## Exercise data:
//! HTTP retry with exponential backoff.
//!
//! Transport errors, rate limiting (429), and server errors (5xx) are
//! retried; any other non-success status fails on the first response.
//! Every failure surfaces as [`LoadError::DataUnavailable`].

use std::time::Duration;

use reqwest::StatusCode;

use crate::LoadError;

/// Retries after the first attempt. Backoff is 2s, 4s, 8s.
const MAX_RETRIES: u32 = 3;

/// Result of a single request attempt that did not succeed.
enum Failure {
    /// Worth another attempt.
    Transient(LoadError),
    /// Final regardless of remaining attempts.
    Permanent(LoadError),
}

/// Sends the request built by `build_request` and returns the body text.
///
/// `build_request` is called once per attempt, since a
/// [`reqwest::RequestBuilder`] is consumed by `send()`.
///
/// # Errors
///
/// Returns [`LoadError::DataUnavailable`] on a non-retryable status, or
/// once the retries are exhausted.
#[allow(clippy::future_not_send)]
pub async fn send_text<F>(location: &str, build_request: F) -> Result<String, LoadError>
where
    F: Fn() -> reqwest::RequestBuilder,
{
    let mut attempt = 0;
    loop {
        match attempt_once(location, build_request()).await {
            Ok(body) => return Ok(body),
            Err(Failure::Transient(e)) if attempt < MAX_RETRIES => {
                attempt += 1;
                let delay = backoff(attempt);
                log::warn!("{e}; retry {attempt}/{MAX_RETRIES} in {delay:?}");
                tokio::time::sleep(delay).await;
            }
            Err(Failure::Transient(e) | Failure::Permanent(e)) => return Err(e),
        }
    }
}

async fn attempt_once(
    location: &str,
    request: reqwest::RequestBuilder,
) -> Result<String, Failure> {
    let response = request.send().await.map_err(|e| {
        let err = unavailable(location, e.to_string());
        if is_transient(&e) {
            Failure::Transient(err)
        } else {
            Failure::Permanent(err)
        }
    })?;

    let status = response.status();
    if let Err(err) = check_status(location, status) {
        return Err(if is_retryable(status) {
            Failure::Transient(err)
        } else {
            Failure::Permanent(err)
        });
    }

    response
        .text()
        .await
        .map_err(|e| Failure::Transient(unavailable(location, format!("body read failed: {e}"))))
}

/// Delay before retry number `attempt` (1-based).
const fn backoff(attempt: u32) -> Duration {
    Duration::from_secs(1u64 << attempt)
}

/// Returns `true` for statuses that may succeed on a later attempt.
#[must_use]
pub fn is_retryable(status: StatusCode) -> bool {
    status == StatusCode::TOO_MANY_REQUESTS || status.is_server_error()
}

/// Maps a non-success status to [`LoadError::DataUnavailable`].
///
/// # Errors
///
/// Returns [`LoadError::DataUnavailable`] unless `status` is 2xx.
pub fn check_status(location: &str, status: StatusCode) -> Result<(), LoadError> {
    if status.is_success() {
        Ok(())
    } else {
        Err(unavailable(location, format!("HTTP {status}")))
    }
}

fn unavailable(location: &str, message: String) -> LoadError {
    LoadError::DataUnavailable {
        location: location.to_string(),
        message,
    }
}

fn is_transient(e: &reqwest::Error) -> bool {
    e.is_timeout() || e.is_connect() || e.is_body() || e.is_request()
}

...

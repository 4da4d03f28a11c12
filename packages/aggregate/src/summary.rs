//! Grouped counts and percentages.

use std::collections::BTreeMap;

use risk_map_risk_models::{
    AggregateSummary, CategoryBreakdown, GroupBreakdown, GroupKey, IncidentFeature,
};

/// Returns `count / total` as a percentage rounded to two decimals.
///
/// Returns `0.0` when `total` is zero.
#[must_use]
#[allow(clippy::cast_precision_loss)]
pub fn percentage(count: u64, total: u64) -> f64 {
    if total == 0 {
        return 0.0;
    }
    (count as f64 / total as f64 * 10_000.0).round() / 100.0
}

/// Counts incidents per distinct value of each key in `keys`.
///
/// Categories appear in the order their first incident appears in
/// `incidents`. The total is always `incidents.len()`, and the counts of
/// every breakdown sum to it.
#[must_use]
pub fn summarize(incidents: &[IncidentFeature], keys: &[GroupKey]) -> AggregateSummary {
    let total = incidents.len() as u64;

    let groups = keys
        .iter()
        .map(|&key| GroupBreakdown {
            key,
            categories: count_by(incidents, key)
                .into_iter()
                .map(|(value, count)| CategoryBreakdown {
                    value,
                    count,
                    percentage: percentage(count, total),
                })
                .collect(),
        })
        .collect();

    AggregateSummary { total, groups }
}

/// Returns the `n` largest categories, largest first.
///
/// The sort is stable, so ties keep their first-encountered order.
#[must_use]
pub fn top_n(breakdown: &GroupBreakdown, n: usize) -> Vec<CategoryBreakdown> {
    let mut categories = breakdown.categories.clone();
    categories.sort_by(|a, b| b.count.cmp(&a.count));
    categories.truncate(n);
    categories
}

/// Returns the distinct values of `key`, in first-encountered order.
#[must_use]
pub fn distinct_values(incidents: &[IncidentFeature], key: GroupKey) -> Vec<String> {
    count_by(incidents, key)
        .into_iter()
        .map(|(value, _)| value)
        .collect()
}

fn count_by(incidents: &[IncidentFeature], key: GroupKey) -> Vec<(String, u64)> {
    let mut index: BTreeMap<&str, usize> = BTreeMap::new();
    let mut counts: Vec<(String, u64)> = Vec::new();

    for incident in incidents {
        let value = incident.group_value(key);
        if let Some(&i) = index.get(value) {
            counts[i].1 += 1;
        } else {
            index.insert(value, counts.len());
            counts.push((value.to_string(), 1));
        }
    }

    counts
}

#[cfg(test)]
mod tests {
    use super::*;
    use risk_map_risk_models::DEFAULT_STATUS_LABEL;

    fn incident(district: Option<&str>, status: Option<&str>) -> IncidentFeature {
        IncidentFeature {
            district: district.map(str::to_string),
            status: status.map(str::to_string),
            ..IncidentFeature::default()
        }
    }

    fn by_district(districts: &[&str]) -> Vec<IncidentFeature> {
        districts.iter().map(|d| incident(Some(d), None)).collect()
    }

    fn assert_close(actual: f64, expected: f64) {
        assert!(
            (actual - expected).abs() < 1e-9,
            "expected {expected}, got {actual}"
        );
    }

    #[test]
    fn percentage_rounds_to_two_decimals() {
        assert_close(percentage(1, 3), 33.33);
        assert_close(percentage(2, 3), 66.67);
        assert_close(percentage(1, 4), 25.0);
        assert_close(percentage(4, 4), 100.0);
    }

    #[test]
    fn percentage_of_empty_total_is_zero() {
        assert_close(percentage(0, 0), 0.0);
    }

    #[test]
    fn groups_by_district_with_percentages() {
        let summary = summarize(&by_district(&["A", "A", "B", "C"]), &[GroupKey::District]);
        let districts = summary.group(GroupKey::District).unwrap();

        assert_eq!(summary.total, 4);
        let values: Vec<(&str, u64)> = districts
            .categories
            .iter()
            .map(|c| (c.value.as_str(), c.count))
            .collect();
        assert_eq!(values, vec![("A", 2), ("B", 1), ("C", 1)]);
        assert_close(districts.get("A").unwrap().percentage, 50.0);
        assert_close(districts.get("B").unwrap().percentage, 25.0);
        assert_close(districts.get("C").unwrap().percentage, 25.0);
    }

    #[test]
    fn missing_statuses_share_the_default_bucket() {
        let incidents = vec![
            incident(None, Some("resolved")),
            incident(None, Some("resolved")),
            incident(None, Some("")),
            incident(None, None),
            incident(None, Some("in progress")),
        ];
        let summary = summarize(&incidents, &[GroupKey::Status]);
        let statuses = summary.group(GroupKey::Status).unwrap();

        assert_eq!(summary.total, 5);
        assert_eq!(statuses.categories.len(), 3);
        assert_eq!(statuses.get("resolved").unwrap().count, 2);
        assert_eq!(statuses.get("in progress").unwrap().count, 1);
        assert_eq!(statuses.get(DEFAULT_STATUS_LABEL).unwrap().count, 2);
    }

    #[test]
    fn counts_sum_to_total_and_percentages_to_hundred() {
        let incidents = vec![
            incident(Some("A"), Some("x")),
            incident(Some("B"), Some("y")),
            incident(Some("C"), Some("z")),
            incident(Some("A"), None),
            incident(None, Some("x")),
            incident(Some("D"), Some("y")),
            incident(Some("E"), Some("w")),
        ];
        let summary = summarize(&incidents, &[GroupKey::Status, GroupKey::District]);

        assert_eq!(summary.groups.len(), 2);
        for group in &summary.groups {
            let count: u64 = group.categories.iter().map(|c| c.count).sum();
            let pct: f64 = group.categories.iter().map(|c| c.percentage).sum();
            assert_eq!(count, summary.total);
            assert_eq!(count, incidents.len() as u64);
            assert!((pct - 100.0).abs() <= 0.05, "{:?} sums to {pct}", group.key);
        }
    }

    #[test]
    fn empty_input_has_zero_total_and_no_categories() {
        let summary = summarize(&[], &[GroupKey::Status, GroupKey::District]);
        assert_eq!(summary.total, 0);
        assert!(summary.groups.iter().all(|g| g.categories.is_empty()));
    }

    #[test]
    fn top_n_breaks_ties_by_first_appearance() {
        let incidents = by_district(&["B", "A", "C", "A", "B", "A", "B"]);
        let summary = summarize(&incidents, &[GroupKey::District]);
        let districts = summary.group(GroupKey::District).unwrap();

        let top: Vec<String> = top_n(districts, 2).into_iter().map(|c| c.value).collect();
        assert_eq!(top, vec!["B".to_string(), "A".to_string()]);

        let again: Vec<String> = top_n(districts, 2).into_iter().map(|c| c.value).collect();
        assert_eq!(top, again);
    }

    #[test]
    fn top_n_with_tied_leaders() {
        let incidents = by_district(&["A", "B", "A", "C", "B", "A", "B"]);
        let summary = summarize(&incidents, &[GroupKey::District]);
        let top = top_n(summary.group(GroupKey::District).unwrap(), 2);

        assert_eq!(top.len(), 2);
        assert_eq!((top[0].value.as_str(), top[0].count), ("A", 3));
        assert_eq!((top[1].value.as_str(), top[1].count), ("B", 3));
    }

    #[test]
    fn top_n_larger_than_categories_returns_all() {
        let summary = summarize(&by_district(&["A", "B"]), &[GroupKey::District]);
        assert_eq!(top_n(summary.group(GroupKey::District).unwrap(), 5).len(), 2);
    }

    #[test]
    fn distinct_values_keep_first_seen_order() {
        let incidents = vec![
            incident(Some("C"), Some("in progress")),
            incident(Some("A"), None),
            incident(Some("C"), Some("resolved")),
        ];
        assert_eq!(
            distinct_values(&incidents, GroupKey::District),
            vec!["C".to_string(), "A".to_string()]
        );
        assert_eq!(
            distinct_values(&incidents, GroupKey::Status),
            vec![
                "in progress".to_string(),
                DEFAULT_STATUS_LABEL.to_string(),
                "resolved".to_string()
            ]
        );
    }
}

==

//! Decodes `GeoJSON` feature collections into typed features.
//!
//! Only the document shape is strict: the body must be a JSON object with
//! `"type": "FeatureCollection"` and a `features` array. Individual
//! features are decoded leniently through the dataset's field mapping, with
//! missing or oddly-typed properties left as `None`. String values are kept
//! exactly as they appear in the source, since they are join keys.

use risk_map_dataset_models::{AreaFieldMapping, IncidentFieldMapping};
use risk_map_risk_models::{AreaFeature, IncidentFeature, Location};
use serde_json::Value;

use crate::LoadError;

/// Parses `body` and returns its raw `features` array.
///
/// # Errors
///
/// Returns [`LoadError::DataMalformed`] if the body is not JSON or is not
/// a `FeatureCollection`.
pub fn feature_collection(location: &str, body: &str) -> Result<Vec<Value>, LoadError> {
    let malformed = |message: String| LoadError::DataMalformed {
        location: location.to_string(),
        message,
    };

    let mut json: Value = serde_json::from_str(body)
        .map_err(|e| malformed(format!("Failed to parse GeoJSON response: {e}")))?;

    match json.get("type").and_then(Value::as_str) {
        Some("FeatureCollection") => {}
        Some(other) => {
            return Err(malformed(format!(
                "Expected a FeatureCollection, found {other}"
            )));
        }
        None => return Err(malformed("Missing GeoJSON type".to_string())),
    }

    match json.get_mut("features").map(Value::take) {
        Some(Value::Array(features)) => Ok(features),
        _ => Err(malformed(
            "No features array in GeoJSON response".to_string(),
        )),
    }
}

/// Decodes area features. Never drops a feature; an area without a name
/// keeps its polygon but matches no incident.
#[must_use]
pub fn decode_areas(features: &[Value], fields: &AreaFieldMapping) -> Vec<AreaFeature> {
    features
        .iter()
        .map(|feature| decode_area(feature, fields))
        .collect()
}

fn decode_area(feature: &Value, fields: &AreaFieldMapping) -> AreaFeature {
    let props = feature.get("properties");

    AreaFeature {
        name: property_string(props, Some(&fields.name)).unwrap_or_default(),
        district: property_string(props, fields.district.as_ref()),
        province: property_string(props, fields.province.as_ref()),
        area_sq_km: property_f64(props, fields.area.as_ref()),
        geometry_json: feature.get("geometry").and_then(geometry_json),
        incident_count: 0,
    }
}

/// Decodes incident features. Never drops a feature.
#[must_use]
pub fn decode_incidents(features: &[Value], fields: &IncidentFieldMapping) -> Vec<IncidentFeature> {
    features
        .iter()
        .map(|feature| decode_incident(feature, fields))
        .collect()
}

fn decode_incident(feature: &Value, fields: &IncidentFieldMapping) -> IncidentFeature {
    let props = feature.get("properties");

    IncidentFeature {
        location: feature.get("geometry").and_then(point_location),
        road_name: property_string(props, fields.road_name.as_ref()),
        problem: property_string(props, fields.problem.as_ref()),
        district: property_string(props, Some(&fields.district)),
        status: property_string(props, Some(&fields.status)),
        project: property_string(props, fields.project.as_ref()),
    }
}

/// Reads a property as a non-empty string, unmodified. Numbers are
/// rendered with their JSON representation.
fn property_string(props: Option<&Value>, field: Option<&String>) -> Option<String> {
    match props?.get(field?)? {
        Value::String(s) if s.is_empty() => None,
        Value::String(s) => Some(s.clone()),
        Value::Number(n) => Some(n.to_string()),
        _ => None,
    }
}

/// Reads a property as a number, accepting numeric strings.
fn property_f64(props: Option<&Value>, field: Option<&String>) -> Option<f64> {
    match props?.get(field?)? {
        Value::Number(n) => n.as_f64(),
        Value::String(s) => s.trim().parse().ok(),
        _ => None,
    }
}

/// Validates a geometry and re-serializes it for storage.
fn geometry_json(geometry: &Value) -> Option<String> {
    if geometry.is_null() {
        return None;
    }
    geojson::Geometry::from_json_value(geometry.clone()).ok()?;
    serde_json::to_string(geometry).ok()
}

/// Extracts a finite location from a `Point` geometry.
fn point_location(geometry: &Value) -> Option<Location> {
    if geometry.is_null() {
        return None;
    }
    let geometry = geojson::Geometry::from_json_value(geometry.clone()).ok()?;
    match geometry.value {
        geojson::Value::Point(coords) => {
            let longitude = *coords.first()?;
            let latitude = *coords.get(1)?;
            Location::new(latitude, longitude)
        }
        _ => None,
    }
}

## Problem details:
Could you reproduce, exactly, every line above from the line with "with exponential backoff." to the line with "let delay = backoff(attempt);", and no other line? Both ends count.

## Output of the exercise:
//! HTTP retry with exponential backoff.
//!
//! Transport errors, rate limiting (429), and server errors (5xx) are
//! retried; any other non-success status fails on the first response.
//! Every failure surfaces as [`LoadError::DataUnavailable`].

use std::time::Duration;

use reqwest::StatusCode;

use crate::LoadError;

/// Retries after the first attempt. Backoff is 2s, 4s, 8s.
const MAX_RETRIES: u32 = 3;

/// Result of a single request attempt that did not succeed.
enum Failure {
    /// Worth another attempt.
    Transient(LoadError),
    /// Final regardless of remaining attempts.
    Permanent(LoadError),
}

/// Sends the request built by `build_request` and returns the body text.
///
/// `build_request` is called once per attempt, since a
/// [`reqwest::RequestBuilder`] is consumed by `send()`.
///
/// # Errors
///
/// Returns [`LoadError::DataUnavailable`] on a non-retryable status, or
/// once the retries are exhausted.
#[allow(clippy::future_not_send)]
pub async fn send_text<F>(location: &str, build_request: F) -> Result<String, LoadError>
where
    F: Fn() -> reqwest::RequestBuilder,
{
    let mut attempt = 0;
    loop {
        match attempt_once(location, build_request()).await {
            Ok(body) => return Ok(body),
            Err(Failure::Transient(e)) if attempt < MAX_RETRIES => {
                attempt += 1;
                let delay = backoff(attempt);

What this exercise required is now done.